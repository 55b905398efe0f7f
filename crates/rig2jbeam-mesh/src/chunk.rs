//! Chunk ids and a byte-order aware cursor over the binary mesh container
//!
//! ```text
//! u16          header id (0x1000), read in file byte order
//! string       version, newline terminated ("[MeshSerializer_v1.41]")
//! foreach chunk
//!     u16      chunk id
//!     u32      chunk length, including this 6-byte header
//!     u8[..]   payload, possibly containing nested chunks
//! end
//! ```

use crate::error::DecodeError;

pub const HEADER: u16 = 0x1000;
pub const MESH: u16 = 0x3000;
pub const SUBMESH: u16 = 0x4000;
pub const SUBMESH_OPERATION: u16 = 0x4010;
pub const SUBMESH_BONE_ASSIGNMENT: u16 = 0x4100;
pub const SUBMESH_TEXTURE_ALIAS: u16 = 0x4200;
pub const GEOMETRY: u16 = 0x5000;
pub const GEOMETRY_VERTEX_DECLARATION: u16 = 0x5100;
pub const GEOMETRY_VERTEX_ELEMENT: u16 = 0x5110;
pub const GEOMETRY_VERTEX_BUFFER: u16 = 0x5200;
pub const GEOMETRY_VERTEX_BUFFER_DATA: u16 = 0x5210;
pub const MESH_SKELETON_LINK: u16 = 0x6000;
pub const MESH_BONE_ASSIGNMENT: u16 = 0x7000;
pub const MESH_LOD: u16 = 0x8000;
pub const MESH_BOUNDS: u16 = 0x9000;
pub const SUBMESH_NAME_TABLE: u16 = 0xA000;
pub const SUBMESH_NAME_TABLE_ELEMENT: u16 = 0xA100;
pub const EDGE_LISTS: u16 = 0xB000;
pub const POSES: u16 = 0xC000;
pub const ANIMATIONS: u16 = 0xD000;
pub const TABLE_EXTREMES: u16 = 0xE000;

/// Size of `(u16 id, u32 length)`
pub const CHUNK_HEADER_SIZE: usize = 6;

#[derive(Debug, Clone, Copy, PartialEq, Eq)]
pub enum Endian {
    Little,
    Big,
}

/// A chunk whose header has been read; the payload spans `start..end`
#[derive(Debug, Clone, Copy, PartialEq, Eq)]
pub struct Chunk {
    pub id: u16,
    /// Offset of the chunk header
    pub offset: usize,
    pub start: usize,
    pub end: usize,
}

#[derive(Debug, Clone)]
pub struct Reader<'a> {
    data: &'a [u8],
    pos: usize,
    endian: Endian,
}

impl<'a> Reader<'a> {
    pub fn new(data: &'a [u8], endian: Endian) -> Self {
        Self {
            data,
            pos: 0,
            endian,
        }
    }

    pub fn position(&self) -> usize {
        self.pos
    }

    pub fn endian(&self) -> Endian {
        self.endian
    }

    pub fn seek(&mut self, pos: usize) {
        self.pos = pos;
    }

    pub fn remaining(&self) -> usize {
        self.data.len().saturating_sub(self.pos)
    }

    pub fn bytes(&mut self, len: usize) -> Result<&'a [u8], DecodeError> {
        let end = self
            .pos
            .checked_add(len)
            .ok_or(DecodeError::Overflow("read length"))?;
        if end > self.data.len() {
            return Err(DecodeError::Truncated {
                offset: self.pos,
                needed: end - self.data.len(),
            });
        }
        let slice = &self.data[self.pos..end];
        self.pos = end;
        Ok(slice)
    }

    fn array<const N: usize>(&mut self) -> Result<[u8; N], DecodeError> {
        let mut out = [0u8; N];
        out.copy_from_slice(self.bytes(N)?);
        Ok(out)
    }

    pub fn u8(&mut self) -> Result<u8, DecodeError> {
        Ok(self.array::<1>()?[0])
    }

    pub fn bool(&mut self) -> Result<bool, DecodeError> {
        Ok(self.u8()? != 0)
    }

    pub fn u16(&mut self) -> Result<u16, DecodeError> {
        let raw = self.array()?;
        Ok(match self.endian {
            Endian::Little => u16::from_le_bytes(raw),
            Endian::Big => u16::from_be_bytes(raw),
        })
    }

    pub fn u32(&mut self) -> Result<u32, DecodeError> {
        let raw = self.array()?;
        Ok(match self.endian {
            Endian::Little => u32::from_le_bytes(raw),
            Endian::Big => u32::from_be_bytes(raw),
        })
    }

    pub fn f32(&mut self) -> Result<f32, DecodeError> {
        let raw = self.array()?;
        Ok(match self.endian {
            Endian::Little => f32::from_le_bytes(raw),
            Endian::Big => f32::from_be_bytes(raw),
        })
    }

    pub fn vec3(&mut self) -> Result<[f32; 3], DecodeError> {
        Ok([self.f32()?, self.f32()?, self.f32()?])
    }

    /// Newline-terminated string; the newline is consumed
    pub fn string(&mut self) -> Result<String, DecodeError> {
        let rest = &self.data[self.pos.min(self.data.len())..];
        let len = rest
            .iter()
            .position(|&b| b == b'\n')
            .ok_or(DecodeError::Truncated {
                offset: self.pos,
                needed: 1,
            })?;
        let text = String::from_utf8_lossy(&rest[..len]).into_owned();
        self.pos += len + 1;
        Ok(text)
    }

    /// Read the next chunk header, checking it fits inside `limit`
    pub fn chunk(&mut self, limit: usize) -> Result<Chunk, DecodeError> {
        let offset = self.pos;
        let id = self.u16()?;
        let length = self.u32()? as usize;
        if length < CHUNK_HEADER_SIZE {
            return Err(DecodeError::Malformed(format!(
                "chunk 0x{:04X} at offset {} declares length {}",
                id, offset, length
            )));
        }
        let end = offset
            .checked_add(length)
            .ok_or(DecodeError::Overflow("chunk length"))?;
        if end > limit {
            return Err(DecodeError::Truncated {
                offset,
                needed: end - limit,
            });
        }
        Ok(Chunk {
            id,
            offset,
            start: self.pos,
            end,
        })
    }

    pub fn skip_to(&mut self, chunk: &Chunk) {
        self.pos = chunk.end;
    }
}

/// Writes the container layout; used to build fixtures
#[cfg(test)]
pub(crate) mod writer {
    use super::Endian;

    pub struct ChunkWriter {
        pub buf: Vec<u8>,
        endian: Endian,
        open: Vec<usize>,
    }

    impl ChunkWriter {
        pub fn new(endian: Endian, version: &str) -> Self {
            let mut w = Self {
                buf: Vec::new(),
                endian,
                open: Vec::new(),
            };
            w.u16(super::HEADER);
            w.string(version);
            w
        }

        pub fn u8(&mut self, v: u8) -> &mut Self {
            self.buf.push(v);
            self
        }

        pub fn u16(&mut self, v: u16) -> &mut Self {
            match self.endian {
                Endian::Little => self.buf.extend(v.to_le_bytes()),
                Endian::Big => self.buf.extend(v.to_be_bytes()),
            }
            self
        }

        pub fn u32(&mut self, v: u32) -> &mut Self {
            match self.endian {
                Endian::Little => self.buf.extend(v.to_le_bytes()),
                Endian::Big => self.buf.extend(v.to_be_bytes()),
            }
            self
        }

        pub fn f32(&mut self, v: f32) -> &mut Self {
            match self.endian {
                Endian::Little => self.buf.extend(v.to_le_bytes()),
                Endian::Big => self.buf.extend(v.to_be_bytes()),
            }
            self
        }

        pub fn string(&mut self, s: &str) -> &mut Self {
            self.buf.extend(s.as_bytes());
            self.buf.push(b'\n');
            self
        }

        pub fn begin(&mut self, id: u16) -> &mut Self {
            self.u16(id);
            self.open.push(self.buf.len());
            self.u32(0)
        }

        /// Patch the innermost open chunk's length
        pub fn end(&mut self) -> &mut Self {
            let at = self.open.pop().expect("unbalanced chunk");
            let len = (self.buf.len() - at + 2) as u32;
            let bytes = match self.endian {
                Endian::Little => len.to_le_bytes(),
                Endian::Big => len.to_be_bytes(),
            };
            self.buf[at..at + 4].copy_from_slice(&bytes);
            self
        }

        pub fn finish(&mut self) -> Vec<u8> {
            assert!(self.open.is_empty(), "unclosed chunk");
            std::mem::take(&mut self.buf)
        }
    }
}
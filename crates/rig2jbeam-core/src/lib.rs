//! Rig2jbeam Core - Rig parsing, validation and JBeam emission
//!
//! This crate turns a line-oriented soft-body rig definition into a JBeam
//! document:
//! - Tokenizing and parsing rig sections into a typed [`Rig`] model
//! - Structural validation with line-numbered diagnostics
//! - Mesh name de-duplication and node group resolution
//! - Node mass distribution and JBeam JSON emission
//! - Conversion settings and vehicle templates

pub mod defaults;
pub mod groups;
pub mod jbeam;
pub mod mass;
pub mod names;
pub mod parser;
pub mod pipeline;
pub mod report;
pub mod rig;
pub mod settings;
pub mod template;
pub mod tokenizer;
pub mod transform;
pub mod validate;

pub use jbeam::{emit_jbeam, part_name, JBeamEmitter};
pub use names::{mesh_stem, resolve_mesh_names, resolve_names, MeshNameEntry, MeshNameMap};
pub use parser::{parse_rig, LineError, RigParser};
pub use pipeline::{convert, convert_file, Conversion, ConvertError, ConvertOptions};
pub use report::{ConversionReport, Diagnostic, Severity, Statistics};
pub use rig::{AttachmentKind, NodeId, Rig, VisualAttachment};
pub use settings::ConversionSettings;
pub use template::{TemplateError, TemplateIndex, VehicleTemplate};
pub use transform::CoordinateTransform;
//! Rig2jbeam Mesh - Ogre mesh decoding and COLLADA export
//!
//! This crate provides:
//! - Binary mesh container decoding (either byte order, chunk tree)
//! - XML mesh decoding onto the same raw model
//! - Format upgrade passes for older serializer versions
//! - A placeholder cube for assets that cannot be decoded
//! - COLLADA 1.4.1 export of decoded geometry
//! - Mesh name synchronisation for COLLADA files referenced directly
//! - Parallel decoding of every mesh a rig references

pub mod batch;
pub mod binary;
pub mod chunk;
pub mod collada;
pub mod dae;
pub mod decode;
pub mod error;
pub mod geometry;
pub mod upgrade;
pub mod xml;

pub use batch::{decode_assets, AssetOutcome};
pub use collada::{collada_file_name, ColladaError, ColladaWriter};
pub use dae::{
    extract_mesh_names, is_collada, rename_meshes, sync_dae_assets, DaeError, DaeOutcome, NameMapping,
    Renamed,
};
pub use decode::{decode_bytes, decode_file, decode_or_placeholder, MeshFormat};
pub use error::{DecodeError, DecodeResult};
pub use geometry::{Bounds, FormatVersion, MeshGeometry, Submesh, PLACEHOLDER_MATERIAL};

- - - - -

Assigned task
Return exactly, and only, the lines from the start of the listing through the line with "pub const SUBMESH_BONE_ASSIGNMENT: u16".

Response
repository 55b905398efe0f7f
filename crates/rig2jbeam-mesh/src/chunk.rs
//! Chunk ids and a byte-order aware cursor over the binary mesh container
//!
//! ```text
//! u16          header id (0x1000), read in file byte order
//! string       version, newline terminated ("[MeshSerializer_v1.41]")
//! foreach chunk
//!     u16      chunk id
//!     u32      chunk length, including this 6-byte header
//!     u8[..]   payload, possibly containing nested chunks
//! end
//! ```

use crate::error::DecodeError;

pub const HEADER: u16 = 0x1000;
pub const MESH: u16 = 0x3000;
pub const SUBMESH: u16 = 0x4000;
pub const SUBMESH_OPERATION: u16 = 0x4010;
pub const SUBMESH_BONE_ASSIGNMENT: u16 = 0x4100;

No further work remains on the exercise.